The Freestyle Libre can be used in several ways, Dr. Langlois says, noting that his method is to place the device on the dorsum immediately caudal to the shoulder blades (he recommends watching this video, which describes the technique he uses). “Our initial experience with these devices has been quite encouraging,” he says, noting that most dogs are able to maintain the device for more than 10 days. His team has started using this system to manage pets with diabetic ketoacidosis to avoid the need for repeated venous sampling. “Overall, we have found the data obtained from these systems to greatly improve our management of the poorly controlled diabetic dog,” he says.

Newer insulin options

Insulins available for veterinary use are frequently changing. Dr. Langlois treats the majority of diabetic dogs in his practice with either NPH (neutral protamine Hagedorn) or Vetsulin (porcine insulin zinc suspension, Merck Animal Health); most diabetic cats are treated with Lantus (insulin glargine; Sanofi-Aventis) or ProZinc (protamine zinc; Boehringer Ingelheim). A change in insulin type is not necessary for most animals, he says, but there are certain cases in which a different insulin could be more effective. Two newer options include ProZinc for dogs and Toujeo (glargine U-300; Sanofi-Aventis) for cats.

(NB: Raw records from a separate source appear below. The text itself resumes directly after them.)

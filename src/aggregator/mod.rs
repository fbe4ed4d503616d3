//! Aggregation layer.
//!
//! Runs every strategy kind against the scanned root and merges the
//! results into one [`ScanBundle`]:
//! - config file finders, gated by their applicability probe
//! - cloud IaC extraction for the enabled providers
//! - CI/CD detection, recording failure signals
//! - the selected external scanners

pub mod bundle;
pub mod manifest;

pub use bundle::{Aggregator, ScanBundle};
pub use manifest::AggregateManifest;
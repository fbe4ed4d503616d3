//! Running every strategy kind against one root.

use chrono::{DateTime, Utc};
use serde::{Deserialize, Serialize};
use std::path::{Path, PathBuf};
use tracing::{debug, info, warn};

use super::AggregateManifest;
use crate::cicd::{self, CiCdProvider, FailedRules};
use crate::cloud::CloudProvider;
use crate::config::Config;
use crate::error::{PostureError, Result};
use crate::external::{self, AdditionalScanProducer};
use crate::finders::ConfigFileFinder;
use crate::registry::{
    Registry, default_additional_scan_producers, default_ci_cd_providers,
    default_cloud_providers, default_config_file_finders,
};

/// Everything one scan produced.
#[derive(Debug, Clone, Serialize, Deserialize)]
pub struct ScanBundle {
    pub target: PathBuf,
    pub scanned_at: DateTime<Utc>,
    /// Staging directory per service.
    pub config_files: AggregateManifest,
    /// IaC export directory per cloud provider.
    pub cloud: AggregateManifest,
    /// Translated output directory per external scanner.
    pub additional_scans: AggregateManifest,
    pub ci_cd_tool: Option<String>,
    pub failed_rules: FailedRules,
}

impl ScanBundle {
    /// Every directory the scan created.
    pub fn produced_dirs(&self) -> impl Iterator<Item = &Path> {
        self.config_files
            .paths()
            .chain(self.cloud.paths())
            .chain(self.additional_scans.paths())
    }

    /// Number of manifest entries across all kinds.
    pub fn entry_count(&self) -> usize {
        self.config_files.len() + self.cloud.len() + self.additional_scans.len()
    }
}

/// Owns the strategy registries and runs them in a fixed order.
pub struct Aggregator {
    config: Config,
    finders: Registry<dyn ConfigFileFinder>,
    clouds: Registry<dyn CloudProvider>,
    ci_cd: Registry<dyn CiCdProvider>,
    producers: Registry<dyn AdditionalScanProducer>,
}

impl Aggregator {
    /// Aggregator over every built-in strategy.
    pub fn new(config: Config) -> Self {
        Self {
            config,
            finders: default_config_file_finders(),
            clouds: default_cloud_providers(),
            ci_cd: default_ci_cd_providers(),
            producers: default_additional_scan_producers(),
        }
    }

    pub fn with_finders(mut self, finders: Registry<dyn ConfigFileFinder>) -> Self {
        self.finders = finders;
        self
    }

    pub fn with_cloud_providers(mut self, clouds: Registry<dyn CloudProvider>) -> Self {
        self.clouds = clouds;
        self
    }

    pub fn with_ci_cd_providers(mut self, ci_cd: Registry<dyn CiCdProvider>) -> Self {
        self.ci_cd = ci_cd;
        self
    }

    pub fn with_producers(mut self, producers: Registry<dyn AdditionalScanProducer>) -> Self {
        self.producers = producers;
        self
    }

    pub fn config(&self) -> &Config {
        &self.config
    }

    /// Scan `root`. Only an invalid root is an error; strategy failures
    /// show up as missing manifest entries.
    pub fn run(&self, root: &Path) -> Result<ScanBundle> {
        let root = validate_root(root)?;
        info!(root = %root.display(), "Starting scan");

        let config_files = self.find_config_files(&root);
        let cloud = self.extract_cloud();

        let mut failed_rules = FailedRules::new();
        let ci_cd_tool = cicd::record_ci_cd(
            &self.ci_cd,
            &root,
            self.config.cicd.max_depth,
            &mut failed_rules,
        )
        .provider()
        .map(str::to_string);

        let additional_scans = external::perform_external_scans_and_return_folders(
            &self.producers,
            &root,
            &self.config.external.parameters,
            &self.config.external.selected,
        );

        let bundle = ScanBundle {
            target: root,
            scanned_at: Utc::now(),
            config_files,
            cloud,
            additional_scans,
            ci_cd_tool,
            failed_rules,
        };
        info!(
            entries = bundle.entry_count(),
            failed_rules = bundle.failed_rules.len(),
            "Scan finished"
        );
        Ok(bundle)
    }

    fn find_config_files(&self, root: &Path) -> AggregateManifest {
        let discovery = &self.config.discovery;
        let mut manifest = AggregateManifest::new();

        for mut finder in self.finders.iter() {
            let service = finder.service_name().to_string();
            if !discovery.is_service_enabled(&service) {
                debug!(service = %service, "Service not selected");
                continue;
            }
            finder.configure(discovery);

            let applicability = finder.check_applicability(root);
            if !applicability.is_applicable() && !discovery.ignore_applicability {
                debug!(service = %service, "Service not applicable");
                continue;
            }
            debug!(service = %service, ?applicability, "Searching configuration files");

            if let Some(dir) = finder.find_configuration_files(root) {
                manifest.insert(self.finders.kind(), service, dir);
            }
        }
        manifest
    }

    fn extract_cloud(&self) -> AggregateManifest {
        let cloud = &self.config.cloud;
        let mut manifest = AggregateManifest::new();
        if cloud.providers.is_empty() {
            return manifest;
        }

        let mut seen = Vec::new();
        for provider in self.clouds.iter() {
            let name = provider.get_cloud_provider_name().to_string();
            if !cloud.providers.contains(&name) {
                continue;
            }
            seen.push(name.clone());

            if let Some(dir) =
                provider.extract_iac_files_for_account(cloud, cloud.credentials_file.as_deref())
            {
                manifest.insert(self.clouds.kind(), name, dir);
            }
        }

        for name in cloud.providers.iter().filter(|n| !seen.contains(n)) {
            warn!(provider = %name, "Unknown cloud provider");
        }
        manifest
    }
}

fn validate_root(root: &Path) -> Result<PathBuf> {
    if !root.exists() {
        return Err(PostureError::PathNotFound(root.to_path_buf()));
    }
    if !root.is_dir() {
        return Err(PostureError::NotADirectory(root.to_path_buf()));
    }
    root.canonicalize()
        .map_err(|e| PostureError::io(root, crate::error::IoOperation::Read, e))
}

ProZinc has recently been licensed for use in dogs after the completion of a large field trial of over 250 diabetic dogs. ProZinc can be used as a once-daily insulin in some dogs. Results of a pharmacokinetic/pharmacodynamic study suggest a duration of action approaching 24 hours in many dogs.1 The starting label dose of ProZinc is 0.5 to 1.0 U/kg when given once daily in dogs.

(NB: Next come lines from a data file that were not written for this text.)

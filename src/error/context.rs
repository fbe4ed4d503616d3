//! Error context types for better error messages.

/// I/O operation types.
#[derive(Debug, Clone, Copy, PartialEq, Eq)]
pub enum IoOperation {
    Read,
    Write,
    Create,
    Copy,
    Delete,
}

impl std::fmt::Display for IoOperation {
    fn fmt(&self, f: &mut std::fmt::Formatter<'_>) -> std::fmt::Result {
        match self {
            Self::Read => write!(f, "read"),
            Self::Write => write!(f, "write"),
            Self::Create => write!(f, "create"),
            Self::Copy => write!(f, "copy"),
            Self::Delete => write!(f, "delete"),
        }
    }
}

/// Formats of external tool output the translators understand.
#[derive(Debug, Clone, Copy, PartialEq, Eq)]
pub enum ParseFormat {
    Json,
}

impl std::fmt::Display for ParseFormat {
    fn fmt(&self, f: &mut std::fmt::Formatter<'_>) -> std::fmt::Result {
        match self {
            Self::Json => write!(f, "JSON"),
        }
    }
}
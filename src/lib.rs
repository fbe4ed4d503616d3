pub mod aggregator;
pub mod cicd;
pub mod cli;
pub mod cloud;
pub mod config;
pub mod discovery;
pub mod error;
pub mod external;
pub mod finders;
pub mod handlers;
pub mod logging;
pub mod registry;
pub mod reporter;
pub mod run;

pub use aggregator::{AggregateManifest, Aggregator, ScanBundle};
pub use cicd::{CiCdOutcome, CiCdProvider, FailedRules, NO_CI_CD_TOOL, detect_ci_cd, is_ci_cd_there};
pub use cli::{Cli, OutputFormat};
pub use cloud::{CloudProvider, CredentialBundle, IacExtractionTool};
pub use config::{Config, ConfigError};
pub use error::{PostureError, Result, ToolError};
pub use external::{
    AdditionalScanProducer, ScanParameters, perform_external_scans_and_return_folders,
};
pub use finders::{Applicability, ConfigFileFinder};
pub use registry::{CapabilityKind, Registry};
pub use reporter::{Reporter, json::JsonReporter, terminal::TerminalReporter};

As a 300-U/ml suspension, Toujeo is a super-concentrated form of glargine that generates a greater tissue reaction that results in even slower absorption. “Because of that tissue reaction, some of the glargine being given is going to be degraded before reaching the systemic circulation,” Dr. Langlois says. He also notes that Toujeo's duration of action and time to peak activity are longer than with detemir, so this also leads to having to give a larger amount-but you should have a smoother glucose curve. As such, Toujeo may be helpful for difficult to control cats in which you're struggling to get optimal control.

“Several clinical trials of Toujeo are currently in process at other institutions, and we have received anecdotal reports suggesting that several refractory diabetic cats have been successfully managed with this insulin,” he says.

In closing, Dr. Langlois notes that changing insulin types is not the solution for most refractory cases, but it is in some. “When we're making decisions it's critical to recognize the day-to-day variability we see,” he says. “You also must be aware of the variability between patients. Different animals will respond to different insulins quite differently.”

References

  1. Clark M, Thomaseth K, Heit M, Hoenig M. Pharmacokinetics and pharmacodynamics of protamine zinc recombinant human insulin in healthy dogs. J Vet Pharmacol Ther 2012;35(4):342-350.